Köhler ist eindeutig über die Heuchelei der Wirtschaftspolitik gestolpert, von der er sich selbst nie wirklich distanziert hat, auch wenn er als Bundespräsident angesichts der Krisen mehr Regulierung der Wirtschaft forderte und weiß, dass dies nur ein Ruf in die Wüste ist. Als Wirtschaftsexperte ist kaum vorstellbar, dass Köhler sich nicht der Zwickmühle bewusst wäre, in die sich insgesamt das kapitalistische Wachstumssystem hinein manövriert hat und Deutschland's Volkswirtschaft droht, mit zu den ersten Bauernopfern zu machen.
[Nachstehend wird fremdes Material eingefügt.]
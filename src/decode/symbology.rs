//! Supported 1D symbologies.

use serde::{Deserialize, Serialize};

/// A 1D barcode encoding. One scanner reads exactly one symbology.
#[derive(Debug, Clone, Copy, PartialEq, Eq, Hash, Serialize, Deserialize, Default)]
#[serde(rename_all = "snake_case")]
pub enum Symbology {
    #[default]
    #[serde(rename = "ean_13")]
    Ean13,
    #[serde(rename = "ean_8")]
    Ean8,
    UpcA,
    #[serde(rename = "code_128")]
    Code128,
    #[serde(rename = "code_39")]
    Code39,
}

impl Symbology {
    /// Canonical lower-case name, as used in config files.
    pub fn name(&self) -> &'static str {
        match self {
            Symbology::Ean13 => "ean_13",
            Symbology::Ean8 => "ean_8",
            Symbology::UpcA => "upc_a",
            Symbology::Code128 => "code_128",
            Symbology::Code39 => "code_39",
        }
    }
}

impl std::fmt::Display for Symbology {
    fn fmt(&self, f: &mut std::fmt::Formatter<'_>) -> std::fmt::Result {
        f.write_str(self.name())
    }
}

impl std::str::FromStr for Symbology {
    type Err = String;

    fn from_str(s: &str) -> Result<Self, Self::Err> {
        match s.to_ascii_lowercase().replace('-', "_").as_str() {
            "ean_13" | "ean13" => Ok(Symbology::Ean13),
            "ean_8" | "ean8" => Ok(Symbology::Ean8),
            "upc_a" | "upca" => Ok(Symbology::UpcA),
            "code_128" | "code128" => Ok(Symbology::Code128),
            "code_39" | "code39" => Ok(Symbology::Code39),
            other => Err(format!("unsupported symbology {other:?}")),
        }
    }
}

#[cfg(test)]
mod tests {
    use super::*;

    #[test]
    fn test_names_round_trip_through_from_str() {
        for symbology in [
            Symbology::Ean13,
            Symbology::Ean8,
            Symbology::UpcA,
            Symbology::Code128,
            Symbology::Code39,
        ] {
            assert_eq!(symbology.name().parse::<Symbology>(), Ok(symbology));
        }
        assert_eq!("EAN-13".parse::<Symbology>(), Ok(Symbology::Ean13));
        assert!("qr_code".parse::<Symbology>().is_err());
    }

    #[test]
    fn test_serde_names() {
        #[derive(Deserialize)]
        struct Wrapper {
            symbology: Symbology,
        }
        let parsed: Wrapper = toml::from_str("symbology = \"code_128\"").unwrap();
        assert_eq!(parsed.symbology, Symbology::Code128);
    }
}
Das System scheitert an seiner eigenen Widersprüchlichkeit; es reicht nicht mehr, den moralischen Zeigefinger auf die Manager-Boni, auf die Spekulanten und überhaupt auf die Globalisierung zu schieben, und Köhler gehört nicht zu den Leuten, die angesichts der fatalen Situation bereit sind, die Systemfrage zu stellen - da beruft er sich lieber auf seine christlichen Wurzeln, hofft auf Gott und kapituliert angesichts der offenkundigen Ratlosigkeit orthodoxen Festklammerns am maroden kapitalistischen System, das in seiner Widersprüchlichkeit wiedermal an seine Grenzen stößt - da steckt Köhler lieber den Kopf in den Sand, als das kapitalistische "Brauchtum" in Frage stellen zu müssen.
Irgendein Philosoph sagte mal: "Ein echter Revolutionär revoltiert nicht gegen Missbrauch sondern gegen das Brauchtum." .... und es ist nun mal das "Brauchtum", was uns in die Krisen führt, nicht die Symptome.